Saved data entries
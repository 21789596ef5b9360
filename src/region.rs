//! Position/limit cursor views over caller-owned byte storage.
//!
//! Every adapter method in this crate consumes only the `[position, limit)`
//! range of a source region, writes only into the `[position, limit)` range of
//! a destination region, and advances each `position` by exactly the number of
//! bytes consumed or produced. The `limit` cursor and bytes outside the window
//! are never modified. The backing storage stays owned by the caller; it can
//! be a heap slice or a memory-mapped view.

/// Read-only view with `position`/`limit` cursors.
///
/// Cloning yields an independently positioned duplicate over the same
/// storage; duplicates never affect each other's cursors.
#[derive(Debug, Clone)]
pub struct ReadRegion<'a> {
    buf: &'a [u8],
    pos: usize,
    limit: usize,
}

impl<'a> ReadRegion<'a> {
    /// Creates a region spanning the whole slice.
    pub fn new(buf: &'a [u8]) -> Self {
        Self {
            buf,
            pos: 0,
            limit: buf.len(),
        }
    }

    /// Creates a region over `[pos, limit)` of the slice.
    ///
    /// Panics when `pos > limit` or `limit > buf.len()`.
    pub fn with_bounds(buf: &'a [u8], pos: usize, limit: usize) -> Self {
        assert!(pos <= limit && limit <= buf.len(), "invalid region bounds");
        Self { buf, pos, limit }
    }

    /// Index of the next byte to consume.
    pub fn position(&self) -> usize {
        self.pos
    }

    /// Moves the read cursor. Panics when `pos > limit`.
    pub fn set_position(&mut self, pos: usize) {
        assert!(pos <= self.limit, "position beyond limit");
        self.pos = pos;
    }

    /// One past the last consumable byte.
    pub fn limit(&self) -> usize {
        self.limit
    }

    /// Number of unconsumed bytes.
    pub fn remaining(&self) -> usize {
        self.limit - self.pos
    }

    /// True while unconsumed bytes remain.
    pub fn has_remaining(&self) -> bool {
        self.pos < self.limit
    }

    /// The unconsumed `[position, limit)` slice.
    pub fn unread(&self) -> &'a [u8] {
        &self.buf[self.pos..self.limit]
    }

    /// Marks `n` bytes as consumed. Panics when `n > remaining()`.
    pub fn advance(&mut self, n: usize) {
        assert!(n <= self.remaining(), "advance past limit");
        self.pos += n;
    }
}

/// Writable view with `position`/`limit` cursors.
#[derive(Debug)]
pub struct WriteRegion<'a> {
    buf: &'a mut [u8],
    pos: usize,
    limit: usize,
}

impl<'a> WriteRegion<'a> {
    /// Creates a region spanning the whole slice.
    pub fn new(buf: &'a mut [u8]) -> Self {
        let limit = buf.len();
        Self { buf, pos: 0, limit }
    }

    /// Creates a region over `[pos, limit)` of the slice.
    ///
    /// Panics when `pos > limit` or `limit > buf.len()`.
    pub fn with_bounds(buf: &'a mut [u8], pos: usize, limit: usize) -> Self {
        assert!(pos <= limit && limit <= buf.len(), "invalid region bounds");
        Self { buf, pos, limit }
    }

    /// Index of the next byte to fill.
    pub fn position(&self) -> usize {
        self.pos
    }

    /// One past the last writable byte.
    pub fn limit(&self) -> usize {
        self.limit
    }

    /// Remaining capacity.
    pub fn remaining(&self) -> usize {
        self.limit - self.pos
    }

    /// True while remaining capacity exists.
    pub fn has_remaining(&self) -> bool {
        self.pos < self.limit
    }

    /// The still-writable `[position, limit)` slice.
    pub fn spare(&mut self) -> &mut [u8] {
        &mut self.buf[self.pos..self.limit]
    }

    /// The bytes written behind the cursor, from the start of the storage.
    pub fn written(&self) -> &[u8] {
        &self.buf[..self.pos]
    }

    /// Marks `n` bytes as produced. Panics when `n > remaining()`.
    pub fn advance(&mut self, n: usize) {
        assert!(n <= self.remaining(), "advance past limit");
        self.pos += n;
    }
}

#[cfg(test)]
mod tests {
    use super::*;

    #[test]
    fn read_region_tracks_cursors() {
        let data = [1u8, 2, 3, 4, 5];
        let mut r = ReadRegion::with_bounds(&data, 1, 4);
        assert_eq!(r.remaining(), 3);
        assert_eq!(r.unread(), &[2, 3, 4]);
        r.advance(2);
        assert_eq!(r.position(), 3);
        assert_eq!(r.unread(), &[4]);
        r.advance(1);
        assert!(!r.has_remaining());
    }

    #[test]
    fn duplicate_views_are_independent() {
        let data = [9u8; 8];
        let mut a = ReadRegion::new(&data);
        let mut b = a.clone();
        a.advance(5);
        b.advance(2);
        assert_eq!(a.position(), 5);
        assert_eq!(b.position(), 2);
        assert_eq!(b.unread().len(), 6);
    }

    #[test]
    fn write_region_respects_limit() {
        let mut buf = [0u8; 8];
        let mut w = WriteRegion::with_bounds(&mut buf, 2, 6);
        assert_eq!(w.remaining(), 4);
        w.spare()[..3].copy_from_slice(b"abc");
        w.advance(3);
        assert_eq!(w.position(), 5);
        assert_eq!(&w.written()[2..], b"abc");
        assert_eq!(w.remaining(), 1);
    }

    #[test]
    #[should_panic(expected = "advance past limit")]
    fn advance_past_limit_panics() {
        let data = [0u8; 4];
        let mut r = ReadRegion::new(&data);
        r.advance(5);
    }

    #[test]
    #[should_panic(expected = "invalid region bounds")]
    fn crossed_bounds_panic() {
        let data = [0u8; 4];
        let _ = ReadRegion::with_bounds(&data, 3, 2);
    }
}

* _DIRECTIONS_
Restate each record word for word.

* _RESPONSE TO THE EXERCISE_
repository 21789596ef5b9360
filename src/region.rs
//! Position/limit cursor views over caller-owned byte storage.
//!
//! Every adapter method in this crate consumes only the `[position, limit)`
//! range of a source region, writes only into the `[position, limit)` range of
//! a destination region, and advances each `position` by exactly the number of
//! bytes consumed or produced. The `limit` cursor and bytes outside the window
//! are never modified. The backing storage stays owned by the caller; it can
//! be a heap slice or a memory-mapped view.

/// Read-only view with `position`/`limit` cursors.
///
/// Cloning yields an independently positioned duplicate over the same
/// storage; duplicates never affect each other's cursors.
#[derive(Debug, Clone)]
pub struct ReadRegion<'a> {
    buf: &'a [u8],
    pos: usize,
    limit: usize,
}

impl<'a> ReadRegion<'a> {
    /// Creates a region spanning the whole slice.
    pub fn new(buf: &'a [u8]) -> Self {
        Self {
            buf,
            pos: 0,
            limit: buf.len(),
        }
    }

    /// Creates a region over `[pos, limit)` of the slice.
    ///
    /// Panics when `pos > limit` or `limit > buf.len()`.
    pub fn with_bounds(buf: &'a [u8], pos: usize, limit: usize) -> Self {
        assert!(pos <= limit && limit <= buf.len(), "invalid region bounds");
        Self { buf, pos, limit }
    }

    /// Index of the next byte to consume.
    pub fn position(&self) -> usize {
        self.pos
    }

    /// Moves the read cursor. Panics when `pos > limit`.
    pub fn set_position(&mut self, pos: usize) {
        assert!(pos <= self.limit, "position beyond limit");
        self.pos = pos;
    }

    /// One past the last consumable byte.
    pub fn limit(&self) -> usize {
        self.limit
    }

    /// Number of unconsumed bytes.
    pub fn remaining(&self) -> usize {
        self.limit - self.pos
    }

    /// True while unconsumed bytes remain.
    pub fn has_remaining(&self) -> bool {
        self.pos < self.limit
    }

    /// The unconsumed `[position, limit)` slice.
    pub fn unread(&self) -> &'a [u8] {
        &self.buf[self.pos..self.limit]
    }

    /// Marks `n` bytes as consumed. Panics when `n > remaining()`.
    pub fn advance(&mut self, n: usize) {
        assert!(n <= self.remaining(), "advance past limit");
        self.pos += n;
    }
}

/// Writable view with `position`/`limit` cursors.
#[derive(Debug)]
pub struct WriteRegion<'a> {
    buf: &'a mut [u8],
    pos: usize,
    limit: usize,
}

impl<'a> WriteRegion<'a> {
    /// Creates a region spanning the whole slice.
    pub fn new(buf: &'a mut [u8]) -> Self {
        let limit = buf.len();
        Self { buf, pos: 0, limit }
    }

    /// Creates a region over `[pos, limit)` of the slice.
    ///
    /// Panics when `pos > limit` or `limit > buf.len()`.
    pub fn with_bounds(buf: &'a mut [u8], pos: usize, limit: usize) -> Self {
        assert!(pos <= limit && limit <= buf.len(), "invalid region bounds");
        Self { buf, pos, limit }
    }

    /// Index of the next byte to fill.
    pub fn position(&self) -> usize {
        self.pos
    }

    /// One past the last writable byte.
    pub fn limit(&self) -> usize {
        self.limit
    }

    /// Remaining capacity.
    pub fn remaining(&self) -> usize {
        self.limit - self.pos
    }

    /// True while remaining capacity exists.
    pub fn has_remaining(&self) -> bool {
        self.pos < self.limit
    }

    /// The still-writable `[position, limit)` slice.
    pub fn spare(&mut self) -> &mut [u8] {
        &mut self.buf[self.pos..self.limit]
    }

    /// The bytes written behind the cursor, from the start of the storage.
    pub fn written(&self) -> &[u8] {
        &self.buf[..self.pos]
    }

    /// Marks `n` bytes as produced. Panics when `n > remaining()`.
    pub fn advance(&mut self, n: usize) {
        assert!(n <= self.remaining(), "advance past limit");
        self.pos += n;
    }
}

#[cfg(test)]
mod tests {
    use super::*;

    #[test]
    fn read_region_tracks_cursors() {
        let data = [1u8, 2, 3, 4, 5];
        let mut r = ReadRegion::with_bounds(&data, 1, 4);
        assert_eq!(r.remaining(), 3);
        assert_eq!(r.unread(), &[2, 3, 4]);
        r.advance(2);
        assert_eq!(r.position(), 3);
        assert_eq!(r.unread(), &[4]);
        r.advance(1);
        assert!(!r.has_remaining());
    }

    #[test]
    fn duplicate_views_are_independent() {
        let data = [9u8; 8];
        let mut a = ReadRegion::new(&data);
        let mut b = a.clone();
        a.advance(5);
        b.advance(2);
        assert_eq!(a.position(), 5);
        assert_eq!(b.position(), 2);
        assert_eq!(b.unread().len(), 6);
    }

    #[test]
    fn write_region_respects_limit() {
        let mut buf = [0u8; 8];
        let mut w = WriteRegion::with_bounds(&mut buf, 2, 6);
        assert_eq!(w.remaining(), 4);
        w.spare()[..3].copy_from_slice(b"abc");
        w.advance(3);
        assert_eq!(w.position(), 5);
        assert_eq!(&w.written()[2..], b"abc");
        assert_eq!(w.remaining(), 1);
    }

    #[test]
    #[should_panic(expected = "advance past limit")]
    fn advance_past_limit_panics() {
        let data = [0u8; 4];
        let mut r = ReadRegion::new(&data);
        r.advance(5);
    }

    #[test]
    #[should_panic(expected = "invalid region bounds")]
    fn crossed_bounds_panic() {
        let data = [0u8; 4];
        let _ = ReadRegion::with_bounds(&data, 3, 2);
    }
}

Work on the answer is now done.